**Problem details**
Which lines in the data contain the word "RenderedForm"? Please copy each of them.

**Data records**
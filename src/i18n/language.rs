//! Language type: a validated form language tag.

use crate::i18n::{LanguageConfig, LanguageRegistry};
use std::fmt;
use thiserror::Error;

/// Errors raised when resolving a language tag.
#[derive(Debug, Clone, PartialEq, Eq, Error)]
pub enum LanguageError {
    #[error("Unknown language code: '{0}'")]
    Unknown(String),
    #[error("Language '{0}' is not enabled")]
    Disabled(String),
}

/// A language that has been validated against the registry.
#[derive(Debug, Clone, Copy, PartialEq, Eq, Hash)]
pub struct Language {
    code: &'static str,
}

impl Language {
    pub const ENGLISH: Language = Language { code: "en" };
    pub const SPANISH: Language = Language { code: "esp" };

    /// Create a Language from a tag such as `"en"` or `"esp"`.
    ///
    /// Surrounding whitespace is ignored; the match is case-sensitive, like the
    /// tags used in the text table.
    pub fn from_code(code: &str) -> Result<Language, LanguageError> {
        let code = code.trim();
        match LanguageRegistry::get().get_by_code(code) {
            Some(config) if config.enabled => Ok(Language { code: config.code }),
            Some(_) => Err(LanguageError::Disabled(code.to_string())),
            None => Err(LanguageError::Unknown(code.to_string())),
        }
    }

    /// The language used when no tag is configured.
    pub fn default_language() -> Language {
        Language {
            code: LanguageRegistry::get().default_language().code,
        }
    }

    /// The language the toggle control switches to.
    ///
    /// Cycles through the enabled languages in registry order, so with the two
    /// shipped languages this flips between English and Spanish.
    pub fn toggled(self) -> Language {
        let enabled = LanguageRegistry::get().list_enabled();
        let next = enabled
            .iter()
            .position(|lang| lang.code == self.code)
            .map(|idx| enabled[(idx + 1) % enabled.len()])
            .unwrap_or_else(|| LanguageRegistry::get().default_language());
        Language { code: next.code }
    }

    pub fn code(&self) -> &'static str {
        self.code
    }

    /// Full configuration from the registry.
    ///
    /// # Panics
    /// Panics if the code is missing from the registry, which cannot happen for
    /// values built through `from_code` or the constants.
    pub fn config(&self) -> &'static LanguageConfig {
        LanguageRegistry::get()
            .get_by_code(self.code)
            .expect("Language code should always be valid")
    }

    pub fn name(&self) -> &'static str {
        self.config().name
    }

    pub fn native_name(&self) -> &'static str {
        self.config().native_name
    }

    /// Flag glyph rendered as the toggle control.
    pub fn flag(&self) -> &'static str {
        self.config().flag
    }
}

impl Default for Language {
    fn default() -> Self {
        Self::default_language()
    }
}

impl fmt::Display for Language {
    fn fmt(&self, f: &mut fmt::Formatter<'_>) -> fmt::Result {
        f.write_str(self.code)
    }
}

#[cfg(test)]
mod tests {
    use super::*;

    #[test]
    fn test_constants() {
        assert_eq!(Language::ENGLISH.code(), "en");
        assert_eq!(Language::SPANISH.code(), "esp");
        assert_eq!(Language::SPANISH.name(), "Spanish");
    }

    #[test]
    fn test_from_code_known_tags() {
        assert_eq!(Language::from_code("en").unwrap(), Language::ENGLISH);
        assert_eq!(Language::from_code(" esp ").unwrap(), Language::SPANISH);
    }

    #[test]
    fn test_from_code_unknown() {
        let err = Language::from_code("fr").unwrap_err();
        assert_eq!(err, LanguageError::Unknown("fr".to_string()));
        assert!(err.to_string().contains("Unknown"));
    }

    #[test]
    fn test_from_code_empty() {
        assert!(Language::from_code("").is_err());
    }

    #[test]
    fn test_default_is_english() {
        assert_eq!(Language::default(), Language::ENGLISH);
    }

    #[test]
    fn test_toggle_flips_between_two_languages() {
        assert_eq!(Language::ENGLISH.toggled(), Language::SPANISH);
        assert_eq!(Language::SPANISH.toggled(), Language::ENGLISH);
        assert_eq!(Language::ENGLISH.toggled().toggled(), Language::ENGLISH);
    }

    #[test]
    fn test_flags() {
        assert_eq!(Language::ENGLISH.flag(), "🇺🇸");
        assert_eq!(Language::SPANISH.flag(), "🇪🇸");
    }

    #[test]
    fn test_display_is_code() {
        assert_eq!(Language::SPANISH.to_string(), "esp");
    }
}
use anyhow::Result;
use registration_form::client::RegistrationClient;
use registration_form::config::Config;
use registration_form::form::{FieldChange, FormController};
use registration_form::i18n::StaticTextTable;
use registration_form::render::RenderedForm;
use registration_form::schema::UserSchema;
use std::sync::Arc;
use tokio::io::{AsyncBufReadExt, BufReader};
use tracing::info;

const USAGE: &str = "Commands:
  username <text>      set the username
  language <value>     set the favorite language (javascript, rust)
  food <value>         set the favorite food (pizza, spaghetti, broccoli, or empty)
  agree | disagree     tick or clear the terms checkbox
  toggle               switch between English and Spanish
  submit               submit the form
  show                 print the form
  help                 print this help
  quit                 exit";

#[derive(Debug, PartialEq, Eq)]
enum Command {
    Change(FieldChange),
    Toggle,
    Submit,
    Show,
    Help,
    Quit,
}

fn parse_command(line: &str) -> Option<Command> {
    let line = line.trim_start();
    let (word, rest) = line.split_once(' ').unwrap_or((line.trim_end(), ""));
    let rest = rest.trim_end_matches(['\r', '\n']);

    let command = match word {
        "username" => Command::Change(FieldChange::Username(rest.to_string())),
        "language" => Command::Change(FieldChange::FavLanguage(rest.trim().to_string())),
        "food" => Command::Change(FieldChange::FavFood(rest.trim().to_string())),
        "agree" => Command::Change(FieldChange::Agreement(true)),
        "disagree" => Command::Change(FieldChange::Agreement(false)),
        "toggle" => Command::Toggle,
        "submit" => Command::Submit,
        "show" | "" => Command::Show,
        "help" => Command::Help,
        "quit" | "exit" => Command::Quit,
        _ => return None,
    };
    Some(command)
}

fn print_form(controller: &FormController) {
    let form = RenderedForm::render(controller.state(), controller.language(), &StaticTextTable);
    println!("\n{}\n", form);
}

#[tokio::main(flavor = "current_thread")]
async fn main() -> Result<()> {
    // Load .env file if present
    let _ = dotenvy::dotenv();

    tracing_subscriber::fmt()
        .with_env_filter(
            tracing_subscriber::EnvFilter::from_default_env()
                .add_directive("registration_form=info".parse()?),
        )
        .with_writer(std::io::stderr)
        .init();

    let arg = std::env::args().nth(1);
    let config = Config::from_env()?.with_language_arg(arg.as_deref())?;
    let client = RegistrationClient::from_config(&config)?;
    info!(
        "Starting registration form (language: {}, endpoint: {})",
        config.language,
        client.endpoint()
    );

    let mut controller =
        FormController::new(config.language, Arc::new(UserSchema), Arc::new(client));
    controller.settle().await;

    println!("{}", USAGE);
    print_form(&controller);

    let mut lines = BufReader::new(tokio::io::stdin()).lines();
    loop {
        tokio::select! {
            line = lines.next_line() => {
                let Some(line) = line? else { break };
                match parse_command(&line) {
                    Some(Command::Change(change)) => controller.on_change(change),
                    Some(Command::Toggle) => {
                        controller.toggle_language();
                        print_form(&controller);
                    }
                    Some(Command::Submit) => {
                        if !controller.on_submit() {
                            println!("Submit is disabled until the form is valid.");
                        }
                    }
                    Some(Command::Show) => print_form(&controller),
                    Some(Command::Help) => println!("{}", USAGE),
                    Some(Command::Quit) => break,
                    None => println!("Unknown command. Type 'help' for a list."),
                }
            }
            applied = controller.next_event(), if controller.pending() > 0 => {
                if applied && controller.pending() == 0 {
                    print_form(&controller);
                }
            }
        }
    }

    info!("Bye");
    Ok(())
}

**Result of this task**
use registration_form::render::RenderedForm;
    let form = RenderedForm::render(controller.state(), controller.language(), &StaticTextTable);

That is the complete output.